2013 case. So there are some difficulties applying the
classic judicial estoppel principles.
Then you have res judicata. And I suppose -- and
collateral estoppel. And I suppose it is the offensive use
of collateral estoppel as a sword against the Furuyas in
this case, because the Association is the plaintiff in this
case, trying to use the prior adjudication.
And I am not foreclosing the possibility that
judicial estoppel may very well apply. But I did want to
note the reservation that we have multiple proceedings here.

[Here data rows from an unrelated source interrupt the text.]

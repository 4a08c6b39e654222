//! # Command Queue
//!
//! Bounded FIFO of requests issued while the editor link is down. The
//! [`BridgeClient`](crate::client::BridgeClient) enqueues during
//! connecting/reconnecting outages (typically a domain reload on the editor
//! side), drains the queue for serial replay once the link is restored, and
//! clears it when reconnection is abandoned.
//!
//! Each [`QueuedCommand`] carries the caller's [`oneshot`] responder, so the
//! caller is settled exactly once: by replay, by [`clear`](CommandQueue::clear),
//! by its deadline after [`remove`](CommandQueue::remove), or immediately by
//! [`enqueue`](CommandQueue::enqueue) when the queue is full.

use std::collections::VecDeque;
use std::sync::atomic::{AtomicU64, Ordering};
use std::sync::{Mutex, MutexGuard, PoisonError};
use std::time::Duration;

use tokio::sync::oneshot;
use tokio::time::Instant;

use crate::error::{BridgeError, BridgeResult};
use crate::protocol::Request;

/// Receives the eventual outcome of a request.
pub type Responder = oneshot::Sender<BridgeResult<serde_json::Value>>;

/// A request waiting for the link to come back.
#[derive(Debug)]
pub struct QueuedCommand {
    pub id: String,
    pub request: Request,
    /// Deadline counted from `enqueued_at`. Time spent queued is deducted
    /// from the response deadline on replay.
    pub timeout: Option<Duration>,
    pub enqueued_at: Instant,
    responder: Responder,
}

impl QueuedCommand {
    /// Wrap a request, assigning a correlation id if it has none.
    pub fn new(request: Request, timeout: Option<Duration>, responder: Responder) -> Self {
        let mut request = request;
        let id = request.ensure_id().to_string();
        Self {
            id,
            request,
            timeout,
            enqueued_at: Instant::now(),
            responder,
        }
    }

    /// Settle the caller. Consumes the command, so it can only happen once.
    pub fn settle(self, outcome: BridgeResult<serde_json::Value>) {
        if self.responder.send(outcome).is_err() {
            tracing::debug!(id = %self.id, "Queued command caller went away before settlement");
        }
    }

    /// Split into the request parts and the responder, for replay.
    pub fn into_parts(self) -> (Request, Option<Duration>, Responder) {
        (self.request, self.timeout, self.responder)
    }

    /// Time spent waiting in the queue so far.
    pub fn queued_for(&self) -> Duration {
        self.enqueued_at.elapsed()
    }
}

/// Result of [`CommandQueue::enqueue`].
#[derive(Debug, Clone, Copy, PartialEq, Eq)]
pub enum EnqueueOutcome {
    /// Accepted; `depth` is the queue length including this command.
    Queued { depth: usize },

    /// Queue was full; the command was settled with [`BridgeError::QueueFull`].
    Dropped,
}

/// Monotonic queue counters plus current occupancy.
#[derive(Debug, Clone, Copy, Default, PartialEq, Eq)]
pub struct QueueStats {
    pub enqueued: u64,
    pub replayed: u64,
    pub rejected: u64,
    pub dropped: u64,
    /// Commands whose deadline passed before they could be sent.
    pub expired: u64,
    pub size: usize,
    pub capacity: usize,
}

/// Bounded, ordered buffer of not-yet-sent requests.
#[derive(Debug)]
pub struct CommandQueue {
    items: Mutex<VecDeque<QueuedCommand>>,
    capacity: usize,
    enqueued: AtomicU64,
    replayed: AtomicU64,
    rejected: AtomicU64,
    dropped: AtomicU64,
    expired: AtomicU64,
}

impl CommandQueue {
    pub fn new(capacity: usize) -> Self {
        Self {
            items: Mutex::new(VecDeque::with_capacity(capacity.min(1024))),
            capacity,
            enqueued: AtomicU64::new(0),
            replayed: AtomicU64::new(0),
            rejected: AtomicU64::new(0),
            dropped: AtomicU64::new(0),
            expired: AtomicU64::new(0),
        }
    }

    fn items(&self) -> MutexGuard<'_, VecDeque<QueuedCommand>> {
        self.items.lock().unwrap_or_else(PoisonError::into_inner)
    }

    /// Append `command`, or settle it with a capacity error if the queue is
    /// full. Never blocks.
    pub fn enqueue(&self, command: QueuedCommand) -> EnqueueOutcome {
        let mut items = self.items();
        if items.len() >= self.capacity {
            drop(items);
            self.dropped.fetch_add(1, Ordering::SeqCst);
            tracing::warn!(
                id = %command.id,
                method = %command.request.method,
                capacity = self.capacity,
                "Command queue full, dropping request"
            );
            command.settle(Err(BridgeError::QueueFull {
                capacity: self.capacity,
            }));
            return EnqueueOutcome::Dropped;
        }

        tracing::debug!(
            id = %command.id,
            method = %command.request.method,
            depth = items.len() + 1,
            "Queued request until the editor reconnects"
        );
        items.push_back(command);
        self.enqueued.fetch_add(1, Ordering::SeqCst);
        EnqueueOutcome::Queued { depth: items.len() }
    }

    /// Remove and return every queued command in FIFO order.
    pub fn drain(&self) -> Vec<QueuedCommand> {
        self.items().drain(..).collect()
    }

    /// Take the command with correlation id `id` out of the queue, if it is
    /// still waiting.
    pub fn remove(&self, id: &str) -> Option<QueuedCommand> {
        let mut items = self.items();
        let index = items.iter().position(|command| command.id == id)?;
        items.remove(index)
    }

    /// Settle every queued command with [`BridgeError::ConnectionLost`]
    /// carrying `reason`. Returns the number of commands rejected.
    pub fn clear(&self, reason: &str) -> usize {
        let drained = self.drain();
        let count = drained.len();
        for command in drained {
            command.settle(Err(BridgeError::ConnectionLost {
                reason: reason.to_string(),
            }));
        }
        if count > 0 {
            self.record_rejected(count);
            tracing::info!(count, reason, "Rejected queued requests");
        }
        count
    }

    /// Count a command that went out through replay.
    pub fn record_replayed(&self) {
        self.replayed.fetch_add(1, Ordering::SeqCst);
    }

    /// Count commands rejected outside of [`clear`](Self::clear), e.g. the
    /// unsent tail of an interrupted replay.
    pub fn record_rejected(&self, count: usize) {
        self.rejected
            .fetch_add(u64::try_from(count).unwrap_or(u64::MAX), Ordering::SeqCst);
    }

    /// Count a command that timed out before it was sent.
    pub fn record_expired(&self) {
        self.expired.fetch_add(1, Ordering::SeqCst);
    }

    pub fn len(&self) -> usize {
        self.items().len()
    }

    pub fn is_empty(&self) -> bool {
        self.items().is_empty()
    }

    pub fn capacity(&self) -> usize {
        self.capacity
    }

    pub fn stats(&self) -> QueueStats {
        QueueStats {
            enqueued: self.enqueued.load(Ordering::SeqCst),
            replayed: self.replayed.load(Ordering::SeqCst),
            rejected: self.rejected.load(Ordering::SeqCst),
            dropped: self.dropped.load(Ordering::SeqCst),
            expired: self.expired.load(Ordering::SeqCst),
            size: self.len(),
            capacity: self.capacity,
        }
    }
}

And I'm not seeing authority that applies judicial estoppel
to multiple or successive proceedings. So it may or may not
apply. But I'm looking at collateral estoppel, and res
judicata more particularly.
When we look at the identity of issues, I think
that you have to bear in mind the rationale behind the res
judicata or collateral estoppel doctrines. And the purpose
of the -- those doctrines are to preclude multiplicity of
litigation, et cetera. And we have two cases that are very
closely related.
(Emphasis added.) In making its ruling, the Circuit Court then
stated:
So I do believe that the question of the ownership of
the parking stalls was essential to the final judgment. It
definitely was essential to the final judgment at trial. And
even on appeal, there were enough references to at least the
bylaws, the restated bylaws, to satisfy the element of
identity of issues. And, of course, all of the other
requirements of res judicata are met as well.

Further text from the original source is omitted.